Configuration variables in deploy/curiefense-helm/curiefense/values.yaml can be modified or overridden to fit your deployment needs:

  • Variables in the images section define the Docker image names for each component. Override this if you want to host images on your own private registry.

  • storage_class_name is the StorageClass that is used for dynamic provisioning of Persistent Volumes. It defaults to null (default storage class, which works by default on EKS, GKE and minikube).

  • ..._storage_size variables define the size of persistent volumes.

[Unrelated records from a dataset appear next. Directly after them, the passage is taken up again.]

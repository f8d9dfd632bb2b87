//! Gap-based segmentation of time series.
//!
//! ## Purpose
//!
//! Space-telescope light curves are interrupted by data downlinks, safe modes
//! and orbit boundaries. A smoother that bridges such a gap drags the trend on
//! one side toward the flux level on the other, so detrending is done per
//! contiguous observing segment.
//!
//! ## Key concepts
//!
//! * **Gap**: consecutive timestamps further apart than `gap_threshold`.
//! * **Segment**: a half-open index range `[start, end)` between gaps.
//!
//! ## Invariants
//!
//! * Segments are non-empty, ordered, non-overlapping and cover `0..n` exactly.
//! * A gap equal to the threshold does not split (strict comparison).
//!
//! ## Non-goals
//!
//! * This module does not sort time stamps; unsorted input is an error.

// External dependencies
use core::ops::Range;
use num_traits::Float;

// Internal dependencies
use crate::primitives::errors::DetrendError;

/// Half-open index range `[start, end)` of one contiguous observing segment.
#[derive(Debug, Clone, Copy, PartialEq, Eq, Hash)]
pub struct Segment {
    /// First index of the segment (inclusive).
    pub start: usize,

    /// One past the last index of the segment.
    pub end: usize,
}

impl Segment {
    /// Number of samples in the segment.
    #[inline]
    pub fn len(&self) -> usize {
        self.end - self.start
    }

    /// Whether the segment holds no samples.
    #[inline]
    pub fn is_empty(&self) -> bool {
        self.end <= self.start
    }

    /// Index range usable for slicing.
    #[inline]
    pub fn range(&self) -> Range<usize> {
        self.start..self.end
    }
}

/// Split `time` into contiguous segments wherever consecutive samples are more
/// than `gap_threshold` apart.
///
/// Returns an empty list for empty input and `UnsortedTime` at the first
/// index whose timestamp precedes its predecessor.
pub fn segment_on_gaps<T: Float>(time: &[T], gap_threshold: T) -> Result<Vec<Segment>, DetrendError> {
    if !gap_threshold.is_finite() || gap_threshold <= T::zero() {
        return Err(DetrendError::InvalidGapThreshold(
            gap_threshold.to_f64().unwrap_or(f64::NAN),
        ));
    }

    let n = time.len();
    let mut segments = Vec::new();
    if n == 0 {
        return Ok(segments);
    }

    let mut start = 0;
    for i in 1..n {
        let dt = time[i] - time[i - 1];
        if dt < T::zero() {
            return Err(DetrendError::UnsortedTime { index: i });
        }
        if dt > gap_threshold {
            segments.push(Segment { start, end: i });
            start = i;
        }
    }
    segments.push(Segment { start, end: n });

    Ok(segments)
}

The defaults are fine for a test or small-scale deployment.

  • curieconf_manifest_url is the URL of the AWS S3 bucket that is used to synchronize configurations between the confserver and the Curiefense Istio sidecars.

  • curiefense_db_hostname defines the hostname of the postgres server that will be used to store logs. Defaults to the provided logdb StatefulSet. Override this to replace the postgres instance with one you supply, or an AWS Aurora instance.

  • docker_tag defines the image tag versions that should be used. deploy.sh will override this to deploy a version that matches the current working directory, unless the DOCKER_TAG environment variable is set.

Istio chart

Components added or modified by Curiefense are defined in deploy/istio-helm/chart/charts/gateways. Compared to the upstream Istio Kubernetes distribution, we add or change the following Pods:

  • An initContainer called curiesync-initialpull has been added. It synchronizes configuration before running Envoy.

  • A container called curiesync has been added. It periodically fetches the configuration that should be applied from an S3 bucket (configurable with the curieconf_manifest_url variable), and makes it available to Envoy. This configuration is used by the LUA code that inspects traffic.

  • The container called istio-proxy now uses our custom Docker image, embedding our HTTP Filter, written in Lua.

  • An EnvoyFilter has been added. It forwards access logs to curielogger (see curiefense_access_logs_filter.yaml).

  • An EnvoyFilter has been added. It runs Curiefense's Lua code to inspect incoming traffic on the Ingress Gateways (see curiefense_lua_filter.yaml).

Chart configuration variables

Configuration variables in deploy/istio-helm/chart/values.yaml can be modified or overridden to fit your deployment needs:

  • gw_image defines the name of the image that contains our filtering code and modified Envoy binary.

  • curiesync_image defines the name of the image that contains scripts that synchronize local Envoy configuration with the AWS S3 bucket defined in curieconf_manifest_url.

  • curieconf_manifest_url is the URL of the AWS S3 bucket that is used to synchronize configurations between the confserver and the Curiefense Istio sidecars.

  • curiefense_namespace should contain the name of the namespace where Curiefense components defined in deploy/curiefense-helm/ are running.

  • redis_host defines the hostname of the redis server that will be used by curieproxy. Defaults to the provided redis StatefulSet. Override this to replace the redis instance with one you supply.

  • initial_curieconf_pull defines whether a configuration should be pulled from the AWS S3 bucket before running Envoy (true), or if traffic should be allowed to flow with a default configuration until the next synchronization (typically every 10s).